Splinter Cell: Deathwatch, based on the Ubisoft game series, follows franchise star Sam Fisher (Liev Schreiber, Caught Stealing), retired from his job at Fourth Echelon. Living quietly on a farm, the legendary spy agent is forced back into the fold when current agent Zinnia McKenna (Kirby Howell-Baptiste, The Sandman) suffers a botched operation, and Fisher is her only chance to escape. Back, she must help her former agency stop a plot that could upset the world and kill millions.
Creator: Derek Kolstad
Stars: Liev Schreiber, Kirby Howell-Baptiste, Janet Varney
I've only played one Splinter Cell game (it was either Splinter Cell: Blacklist or Splinter Cell: Conviction), and I haven't played it for more than five or ten minutes due to bugs. Based on my limited experience, I can say that the game seemed promising as a stealth adventure. The man in the green suit, wearing green glasses, used the shadows as cover to infiltrate and execute. It was fun for those 5-10 minutes, and that feeling returned somewhat when watching the opening scenes of Splinter Cell: Deathwatch.
I braced myself for an exciting series of episodes in which Zinnia McKenna (Kirby Howell-Baptiste) emerged from the shadows and silently took out guards. Unfortunately, that promise, that excitement, faded as the series progressed. When the first season finally ended, I wondered if it wouldn't have been better if Ubisoft had simply created another video game in this franchise instead of trying to revive it with a mediocre Netflix production.
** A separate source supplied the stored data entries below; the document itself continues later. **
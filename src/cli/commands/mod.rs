//! Command implementations for rundist.

mod calc;
mod history;

pub use calc::{calc, calculator_from_args, save_calculation};
pub use history::history;

use serde_json::json;

use crate::cli::args::{ConfigCommands, OutputFormat};
use crate::cli::Context;
use crate::core::parse_time;
use crate::error::RunDistError;
use crate::features::completions::{
    completion_install_instructions, generate_completions, shell_from_str,
};
use crate::output::{format_parse, to_json};

/// Execute the parse command
///
/// # Errors
///
/// Returns an error if output formatting fails. An invalid time is reported
/// in the output, not as an error.
pub fn parse(ctx: &Context, input: &str) -> Result<String, RunDistError> {
    format_parse(input, parse_time(input), ctx.format)
}

/// Execute config subcommands
///
/// # Errors
///
/// Returns an error if output formatting fails.
pub fn config(ctx: &Context, cmd: &ConfigCommands) -> Result<String, RunDistError> {
    match cmd {
        ConfigCommands::Show => match ctx.format {
            OutputFormat::Json => to_json(&json!({
                "config": ctx.config,
                "effective": {
                    "storage_key": ctx.storage_key,
                    "database": ctx.database,
                },
            })),
            OutputFormat::Pretty => {
                let mut output = ctx.config.to_yaml()?;
                output.push_str(&format!(
                    "# effective storage key: {}\n# database: {}",
                    ctx.storage_key,
                    ctx.database.display()
                ));
                Ok(output)
            }
        },
        ConfigCommands::Path => match ctx.format {
            OutputFormat::Json => to_json(&json!({
                "config_file": ctx.config_file,
                "database": ctx.database,
                "exists": ctx.config_file.exists(),
            })),
            OutputFormat::Pretty => Ok(format!(
                "config:   {}{}\ndatabase: {}",
                ctx.config_file.display(),
                if ctx.config_file.exists() { "" } else { " (not created)" },
                ctx.database.display()
            )),
        },
    }
}

/// Execute the completions command
///
/// # Errors
///
/// Returns an error if the shell is unknown.
pub fn completions(shell: &str, install: bool) -> Result<String, RunDistError> {
    let shell_type = shell_from_str(shell).ok_or_else(|| {
        RunDistError::InvalidArgument(format!(
            "Unknown shell: {shell}. Supported: bash, zsh, fish, powershell, elvish"
        ))
    })?;

    if install {
        Ok(completion_install_instructions(shell_type))
    } else {
        generate_completions(shell_type)
    }
}
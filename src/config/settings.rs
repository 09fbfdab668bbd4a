//! Configuration settings for rundist.
//!
//! Settings are loaded from `~/.rundist/config.yaml`.

use std::path::Path;

use serde::{Deserialize, Serialize};

use crate::cli::args::OutputFormat;
use crate::error::RunDistError;

/// Storage key used when none is configured.
pub const DEFAULT_STORAGE_KEY: &str = "runningDistanceHistory";

/// Main configuration structure.
#[derive(Debug, Clone, Serialize, Deserialize, Default)]
#[serde(default)]
pub struct Config {
    /// General settings.
    pub general: GeneralConfig,
    /// Calculator and history settings.
    pub calculator: CalculatorConfig,
}

/// General application settings.
#[derive(Debug, Clone, Serialize, Deserialize)]
#[serde(default)]
pub struct GeneralConfig {
    /// Default output format.
    #[serde(default = "default_output_format")]
    pub default_output: OutputFormat,
    /// Color output setting.
    #[serde(default)]
    pub color: ColorSetting,
}

/// Color output setting.
#[derive(Debug, Clone, Copy, Serialize, Deserialize, Default, PartialEq, Eq)]
#[serde(rename_all = "lowercase")]
pub enum ColorSetting {
    /// Auto-detect based on terminal.
    #[default]
    Auto,
    /// Always use colors.
    Always,
    /// Never use colors.
    Never,
}

impl ColorSetting {
    /// Apply this setting to the `colored` crate.
    pub fn apply(self) {
        match self {
            Self::Auto => colored::control::unset_override(),
            Self::Always => colored::control::set_override(true),
            Self::Never => colored::control::set_override(false),
        }
    }
}

/// Calculator and history settings.
#[derive(Debug, Clone, Serialize, Deserialize)]
#[serde(default)]
pub struct CalculatorConfig {
    /// Key the session history is stored under.
    #[serde(default = "default_storage_key")]
    pub storage_key: String,
    /// Label printed after distances.
    #[serde(default = "default_distance_unit")]
    pub distance_unit: String,
    /// Number of sessions shown by `history list`.
    #[serde(default = "default_history_limit")]
    pub history_limit: usize,
}

const fn default_output_format() -> OutputFormat {
    OutputFormat::Pretty
}

fn default_storage_key() -> String {
    DEFAULT_STORAGE_KEY.to_string()
}

fn default_distance_unit() -> String {
    "km".to_string()
}

const fn default_history_limit() -> usize {
    10
}

impl Default for GeneralConfig {
    fn default() -> Self {
        Self {
            default_output: default_output_format(),
            color: ColorSetting::default(),
        }
    }
}

impl Default for CalculatorConfig {
    fn default() -> Self {
        Self {
            storage_key: default_storage_key(),
            distance_unit: default_distance_unit(),
            history_limit: default_history_limit(),
        }
    }
}

impl Config {
    /// Load configuration from a specific path.
    ///
    /// If the config file doesn't exist, returns default configuration.
    ///
    /// # Errors
    ///
    /// Returns an error if the config file exists but cannot be parsed.
    pub fn load_from_path(path: &Path) -> Result<Self, RunDistError> {
        if !path.exists() {
            log::debug!("No config at {}, using defaults", path.display());
            return Ok(Self::default());
        }

        let contents = std::fs::read_to_string(path).map_err(|e| {
            RunDistError::Config(format!(
                "Failed to read config file {}: {e}",
                path.display()
            ))
        })?;

        let config: Self = serde_yaml::from_str(&contents).map_err(|e| {
            RunDistError::Config(format!(
                "Failed to parse config file {}: {e}",
                path.display()
            ))
        })?;

        config.validate()?;
        Ok(config)
    }

    /// Save configuration to a specific path.
    ///
    /// # Errors
    ///
    /// Returns an error if the config file cannot be written.
    pub fn save_to_path(&self, path: &Path) -> Result<(), RunDistError> {
        let contents = serde_yaml::to_string(self)
            .map_err(|e| RunDistError::Config(format!("Failed to serialize config: {e}")))?;

        std::fs::write(path, contents).map_err(|e| {
            RunDistError::Config(format!(
                "Failed to write config file {}: {e}",
                path.display()
            ))
        })
    }

    /// Render the configuration as YAML.
    ///
    /// # Errors
    ///
    /// Returns an error if serialization fails.
    pub fn to_yaml(&self) -> Result<String, RunDistError> {
        serde_yaml::to_string(self)
            .map_err(|e| RunDistError::Config(format!("Failed to serialize config: {e}")))
    }

    fn validate(&self) -> Result<(), RunDistError> {
        if self.calculator.storage_key.trim().is_empty() {
            return Err(RunDistError::Config(
                "calculator.storage_key must not be empty".to_string(),
            ));
        }
        Ok(())
    }
}

#[cfg(test)]
mod tests {
    use super::*;
    use tempfile::TempDir;

    #[test]
    fn test_default_config() {
        let config = Config::default();

        assert_eq!(config.general.default_output, OutputFormat::Pretty);
        assert_eq!(config.general.color, ColorSetting::Auto);
        assert_eq!(config.calculator.storage_key, "runningDistanceHistory");
        assert_eq!(config.calculator.distance_unit, "km");
        assert_eq!(config.calculator.history_limit, 10);
    }

    #[test]
    fn test_load_missing_config() {
        let temp_dir = TempDir::new().unwrap();
        let config_path = temp_dir.path().join("config.yaml");

        let config = Config::load_from_path(&config_path).unwrap();
        assert_eq!(config.calculator.storage_key, DEFAULT_STORAGE_KEY);
    }

    #[test]
    fn test_save_and_load_config() {
        let temp_dir = TempDir::new().unwrap();
        let config_path = temp_dir.path().join("config.yaml");

        let mut config = Config::default();
        config.calculator.storage_key = "trackSessions".to_string();
        config.calculator.distance_unit = "mi".to_string();
        config.save_to_path(&config_path).unwrap();

        let loaded = Config::load_from_path(&config_path).unwrap();
        assert_eq!(loaded.calculator.storage_key, "trackSessions");
        assert_eq!(loaded.calculator.distance_unit, "mi");
    }

    #[test]
    fn test_partial_config() {
        let temp_dir = TempDir::new().unwrap();
        let config_path = temp_dir.path().join("config.yaml");

        let partial_yaml = r"
calculator:
  storage_key: intervals
";
        std::fs::write(&config_path, partial_yaml).unwrap();

        let config = Config::load_from_path(&config_path).unwrap();

        assert_eq!(config.calculator.storage_key, "intervals");
        assert_eq!(config.calculator.distance_unit, "km");
        assert_eq!(config.general.default_output, OutputFormat::Pretty);
    }

    #[test]
    fn test_empty_storage_key_rejected() {
        let temp_dir = TempDir::new().unwrap();
        let config_path = temp_dir.path().join("config.yaml");
        std::fs::write(&config_path, "calculator:\n  storage_key: ''\n").unwrap();

        assert!(matches!(
            Config::load_from_path(&config_path),
            Err(RunDistError::Config(_))
        ));
    }

    #[test]
    fn test_invalid_yaml() {
        let temp_dir = TempDir::new().unwrap();
        let config_path = temp_dir.path().join("config.yaml");
        std::fs::write(&config_path, "general: [not, a, map").unwrap();

        assert!(Config::load_from_path(&config_path).is_err());
    }
}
Equally important, however, is the speed with which Splinter Cell: Deathwatch introduces its villains. This isn't a series where elite heroes cut a swathe through an army unscathed. From the first encounters, we see the effectiveness of the threats, emphasizing the need for the heroes to be clever and stealthy.
Not a bit of the fantastic initial groundwork is wasted. As the pair of field agents, with support from the base led by Anna “Grim” GrÃmsdóttir (Janet Varney, Platonic), race to unravel a mystery, the tension, stakes, and emotional toll presented at the outset only grow and expand.
The layers of the story, both grand and personal, multiply, yet remain clearly separate. As we get to know the heroes and villains, we get a glimpse into their pasts, which informs their motivations. Combined with the main plot, there's quite a bit to digest in a short amount of time.
Deathwatch is a short animated series: its eight 20-minute episodes fly by. This also means the series feels light. The story? So forgettable and inconsequential that the dramatic moments don't matter. The characters? They possess a dense aura, meaning they're afflicted with sadness and trauma, but their feelings, unfortunately, are given little room to develop or grow, as everything is reduced to mere plot points that move the gears of the series.
Deathwatch is about a watch, a song, and a tooth: three elements that, when combined, become the key to a puzzle that reveals a grand evil plan involving a female CEO. This CEO's personal life is likened at one point to a Shakespearean tragedy (her father is murdered by her godfather), and she ends up with a kind of Shakespearean betrayal. However, what's missing is the Shakespearean emotion. Deathwatch reduces its characters' desires, goals, ambitions, and quest for revenge to small, easily digestible bites, fit for fast-food-like consumption. While it may be labeled as "adult animation," its simplistic treatment of themes and characters makes it seem more like "children's animation."